**PROBLEM TO SOLVE**
From the data below, tally each line that has "DeploymentCreateRequest" in it, then give that tally without comment.

**RECORDS SHOWN**
════════════════
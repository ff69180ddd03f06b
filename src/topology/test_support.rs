use crate::api::types::{
    DeploymentCreateRequest, DeploymentResources, DeploymentTemplate, DiscreteSizes,
    ElasticsearchPayload, ElasticsearchPlan, InstanceConfiguration, NodeType, TopologyElement,
    TopologyElementControl,
};

use super::{Size, SizeResource};

pub(crate) fn element(id: &str, size: u32, zone_count: u32) -> TopologyElement {
    TopologyElement {
        id: id.to_string(),
        instance_configuration_id: Some(format!("aws.es.{}", id)),
        size: Some(Size::memory(size)),
        zone_count,
        ..Default::default()
    }
}

pub(crate) fn template_with(elements: Vec<TopologyElement>) -> DeploymentTemplate {
    let instance_configurations = elements
        .iter()
        .filter_map(|e| e.instance_configuration_id.clone())
        .map(|id| InstanceConfiguration {
            name: id.clone(),
            id,
            max_zones: Some(3),
            discrete_sizes: Some(DiscreteSizes {
                sizes: vec![1024, 2048, 4096, 8192, 65_536],
                default_size: 4096,
                resource: SizeResource::Memory,
            }),
        })
        .collect();

    DeploymentTemplate {
        id: "aws-io-optimized-v2".to_string(),
        name: "I/O Optimized".to_string(),
        deployment_template: DeploymentCreateRequest {
            resources: DeploymentResources {
                elasticsearch: vec![ElasticsearchPayload {
                    region: Some("us-east-1".to_string()),
                    ref_id: "main-elasticsearch".to_string(),
                    plan: ElasticsearchPlan {
                        autoscaling_enabled: Some(false),
                        cluster_topology: elements,
                        ..Default::default()
                    },
                }],
            },
        },
        instance_configurations,
    }
}

/// Hot and warm sized by default, every other tier present at zero.
pub(crate) fn standard_template() -> DeploymentTemplate {
    let mut hot = element("hot_content", 8192, 2);
    hot.node_type = Some(NodeType {
        data: Some(true),
        ingest: Some(true),
        master: Some(true),
        ml: None,
    });
    hot.autoscaling_max = Some(Size::memory(118_784));
    hot.topology_element_control = Some(TopologyElementControl {
        min: Size::memory(1024),
    });

    let mut warm = element("warm", 4096, 2);
    warm.autoscaling_max = Some(Size::memory(59_392));
    warm.topology_element_control = Some(TopologyElementControl {
        min: Size::zero(SizeResource::Memory),
    });

    let mut cold = element("cold", 0, 1);
    cold.autoscaling_max = Some(Size::memory(59_392));

    let mut frozen = element("frozen", 0, 1);
    frozen.autoscaling_max = Some(Size::memory(122_880));

    let mut ml = element("ml", 0, 1);
    ml.autoscaling_max = Some(Size::memory(61_440));
    ml.autoscaling_min = Some(Size::zero(SizeResource::Memory));

    let master = element("master", 0, 3);
    let coordinating = element("coordinating", 0, 2);

    template_with(vec![hot, warm, cold, frozen, ml, master, coordinating])
}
════════════════
**EXERCISE ANSWER**
2